A Guide to Lymphedema: Differential Diagnosis of Lymphedema
by:Kristiana D Gordon, Peter S Mortimer, St George’s Hospital, Department of Dermatology, Blackshaw Road, London, UK
Differential Diagnosis of Lymphedema
The differential diagnosis of a swollen limb is listed in “Differential Diagnosis of Lymphedema.”[32] A thorough history, clinical examination and routine blood tests, if indicated, will exclude the majority of alternative conditions. If the clinician is still in doubt, imaging techniques, as previously mentioned, will confirm the diagnosis of lymphedema.
Lipedema
It is worth considering the diagnosis of lipedema in further detail (Figure 2). This condition is under-recognized and often incorrectly diagnosed as lymphedema or dismissed as simple obesity.

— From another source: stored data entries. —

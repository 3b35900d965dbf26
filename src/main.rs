mod cli;

use lyricsync::config::{self, ClockKind, Config};
use lyricsync::{BasicClock, FileLoader, ManualClock, Player, VideoOptions};
use lyricsync_core::events::{Event, PlayerEvent};
use lyricsync_document::{SongMap, SongRecord, UnitKind, Video};
use lyricsync_timeline::{FindOptions, TimedObject};

use anyhow::{Context, Result};
use clap::Parser;
use cli::{Cli, Commands};
use std::path::Path;
use std::sync::Arc;
use tokio::sync::broadcast::error::{RecvError, TryRecvError};

/// Prints player events as lyrics or JSON lines.
struct Printer {
    video: Arc<Video>,
    json: bool,
    last_phrase: Option<usize>,
}

impl Printer {
    /// Returns `false` once playback has come to rest.
    fn handle(&mut self, event: &Event) -> Result<bool> {
        if self.json {
            println!("{}", serde_json::to_string(event)?);
        }

        match event.payload {
            PlayerEvent::TimeUpdate { position } if !self.json => {
                if let Some(phrase) = self.video.find_phrase(position, FindOptions::default()) {
                    if self.last_phrase != Some(phrase.index()) {
                        self.last_phrase = Some(phrase.index());
                        println!("[{}] {}", format_time(position), phrase.text());
                    }
                }
            }
            PlayerEvent::Pause | PlayerEvent::Stop | PlayerEvent::Dispose => return Ok(false),
            _ => {}
        }
        Ok(true)
    }
}

async fn play_song(
    song: &Path,
    config_path: Option<&Path>,
    fps: Option<f64>,
    throttle: Option<u64>,
    from: f64,
    json: bool,
) -> Result<()> {
    let mut config = config::load_config_or_default(config_path)?;
    if let Some(fps) = fps {
        config.player.fps = fps;
    }
    if let Some(throttle) = throttle {
        config.player.throttle_interval_ms = throttle;
    }

    let root = song
        .parent()
        .filter(|p| !p.as_os_str().is_empty())
        .unwrap_or_else(|| Path::new("."));
    let file_name = song
        .file_name()
        .context("Song path has no file name")?
        .to_string_lossy()
        .into_owned();

    let player = Player::with_loader(config.player.clone(), Arc::new(FileLoader::new(root)));
    let mut events = player.subscribe();

    let video = player
        .create_from_song_url(&file_name, VideoOptions::default())
        .await
        .with_context(|| format!("Failed to load song: {:?}", song))?;

    let mut printer = Printer {
        video: Arc::clone(&video),
        json,
        last_phrase: None,
    };

    match config.clock.kind {
        ClockKind::Basic => {
            player
                .set_clock(Arc::new(BasicClock::new(config.clock.stop_at_end)))
                .await?;
            if from > 0.0 {
                player.request_media_seek(from);
            }
            player.request_play();

            loop {
                tokio::select! {
                    received = events.recv() => match received {
                        Ok(event) => {
                            if !printer.handle(&event)? {
                                break;
                            }
                        }
                        Err(RecvError::Lagged(skipped)) => {
                            tracing::warn!(skipped, "Event output is lagging");
                        }
                        Err(RecvError::Closed) => break,
                    },
                    _ = tokio::signal::ctrl_c() => {
                        tracing::info!("Interrupted");
                        break;
                    }
                }
            }
        }
        ClockKind::Manual => {
            // Step through the song as fast as possible.
            let clock = Arc::new(ManualClock::new());
            player.set_clock(clock.clone()).await?;
            player.request_play();

            let step = player.wait();
            let mut position = from.max(video.start_time());
            while position <= video.end_time() {
                clock.advance_to(position).await;
                drain(&mut events, &mut printer)?;
                position += step;
            }
            player.request_stop();
            drain(&mut events, &mut printer)?;
        }
    }

    player.dispose();
    Ok(())
}

fn drain(events: &mut tokio::sync::broadcast::Receiver<Event>, printer: &mut Printer) -> Result<()> {
    loop {
        match events.try_recv() {
            Ok(event) => {
                printer.handle(&event)?;
            }
            Err(TryRecvError::Lagged(skipped)) => {
                tracing::warn!(skipped, "Event output is lagging");
            }
            Err(TryRecvError::Empty | TryRecvError::Closed) => return Ok(()),
        }
    }
}

fn inspect_song(song: &Path, json: bool) -> Result<()> {
    let content = std::fs::read_to_string(song)
        .with_context(|| format!("Failed to read song record: {:?}", song))?;
    let record: SongRecord = serde_json::from_str(&content)
        .with_context(|| format!("Failed to parse song record: {:?}", song))?;

    let video = Video::from_data(&record.video).context("Failed to build document")?;
    if let Some(duration) = record.duration {
        video.set_duration(duration);
    }
    let song_map = SongMap::from_data(&record.song_map);

    if json {
        let phrases: Vec<_> = video
            .units(UnitKind::Phrase)
            .map(|phrase| {
                let words: Vec<_> = phrase
                    .children()
                    .map(|word| {
                        serde_json::json!({
                            "index": word.index(),
                            "startTime": word.start_time(),
                            "endTime": word.end_time(),
                            "text": word.text(),
                            "pos": word.pos(),
                            "language": word.language(),
                        })
                    })
                    .collect();
                serde_json::json!({
                    "index": phrase.index(),
                    "startTime": phrase.start_time(),
                    "endTime": phrase.end_time(),
                    "text": phrase.text(),
                    "words": words,
                })
            })
            .collect();
        let summary = serde_json::json!({
            "title": record.title,
            "startTime": video.start_time(),
            "endTime": video.end_time(),
            "phraseCount": video.phrase_count(),
            "wordCount": video.word_count(),
            "charCount": video.char_count(),
            "graphicCount": video.graphic_count(),
            "beatCount": song_map.beats().len(),
            "chordCount": song_map.chords().len(),
            "choruses": song_map.choruses(),
            "phrases": phrases,
        });
        println!("{}", serde_json::to_string_pretty(&summary)?);
        return Ok(());
    }

    if let Some(title) = &record.title {
        println!("{}", title);
    }
    println!(
        "  Span: {} - {} ({} ms)",
        format_time(video.start_time()),
        format_time(video.end_time()),
        video.duration()
    );
    println!(
        "  Phrases: {}  Words: {}  Chars: {}  Graphics: {}",
        video.phrase_count(),
        video.word_count(),
        video.char_count(),
        video.graphic_count()
    );
    println!(
        "  Beats: {}  Chords: {}  Choruses: {}",
        song_map.beats().len(),
        song_map.chords().len(),
        song_map.choruses().len()
    );
    for phrase in video.units(UnitKind::Phrase) {
        println!(
            "  [{} - {}] {}",
            format_time(phrase.start_time()),
            format_time(phrase.end_time()),
            phrase.text()
        );
    }

    Ok(())
}

fn validate_config(path: Option<&Path>) -> Result<()> {
    match path {
        Some(p) => {
            println!("Validating config: {:?}", p);
            let config = config::load_config(p)?;
            println!("✓ Configuration is valid");
            print_config(&config);
        }
        None => {
            println!("No config file specified, using defaults");
            print_config(&Config::default());
        }
    }

    Ok(())
}

fn print_config(config: &Config) {
    println!("  FPS: {}", config.player.fps);
    println!("  Throttle interval: {} ms", config.player.throttle_interval_ms);
    println!("  Text char duration: {} ms", config.player.text_char_duration_ms);
    println!("  Clock: {:?}", config.clock.kind);
    println!("  Stop at end: {}", config.clock.stop_at_end);
    for warning in config.validate() {
        println!("  ! {}", warning);
    }
}

fn format_time(ms: f64) -> String {
    let total = ms.max(0.0).round() as u64;
    format!("{:02}:{:02}.{:03}", total / 60_000, (total / 1000) % 60, total % 1000)
}

fn main() -> Result<()> {
    let cli = Cli::parse();

    // Initialize logging
    // Respect RUST_LOG env var if set, otherwise use defaults based on verbose flag
    let env_filter = std::env::var("RUST_LOG").unwrap_or_else(|_| {
        if cli.verbose {
            "lyricsync=trace,lyricsync_document=debug,lyricsync_timeline=debug".to_string()
        } else {
            "lyricsync=info,lyricsync_document=warn,lyricsync_timeline=warn".to_string()
        }
    });

    tracing_subscriber::fmt()
        .with_env_filter(&env_filter)
        .with_writer(std::io::stderr)
        .init();

    match cli.command {
        Commands::Play {
            song,
            fps,
            throttle,
            from,
            json,
        } => {
            let rt = tokio::runtime::Runtime::new()?;
            rt.block_on(play_song(
                &song,
                cli.config.as_deref(),
                fps,
                throttle,
                from,
                json,
            ))
        }
        Commands::Inspect { song, json } => inspect_song(&song, json),
        Commands::Validate {
            config: config_path,
        } => {
            let path = config_path.or(cli.config);
            validate_config(path.as_deref())
        }
        Commands::Version => {
            println!("lyricsync {}", env!("CARGO_PKG_VERSION"));
            Ok(())
        }
    }
}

Lipedema is almost certainly an inherited disorder, but the gene has yet to be identified.

Lipedema is characterized by swelling of the legs due to abnormal deposition of subcutaneous fat, associated with edema.[39]Diagnostic criteria of lipedema include[40]:
- Occurrence almost exclusively in women
- A bilateral and symmetrical nature with minimal involvement of the feet, resulting in an ‘inverse shouldering’ effect at the ankle
- Minimal pitting edema
- Pain, tenderness and easy bruising
- Persistent enlargement despite elevation of the extremities or weight loss
Microlymphography studies have demonstrated that patients with lipedema possess microlymphatic aneurysms of the lymphatic capillaries, the significance of which currently remains uncertain.[41] Lymph drainage within main leg lymphatics is relatively normal until the later stages when foot edema develops, the so-called lipedema-lymphedema syndrome.[42]
Management with exercise and compression hosiery is largely unsuccessful but can prevent progression to lymphedema.[43] It is possible that new lipoplasty techniques or surgery may improve the cosmetic appearance of this disfiguring condition.[44]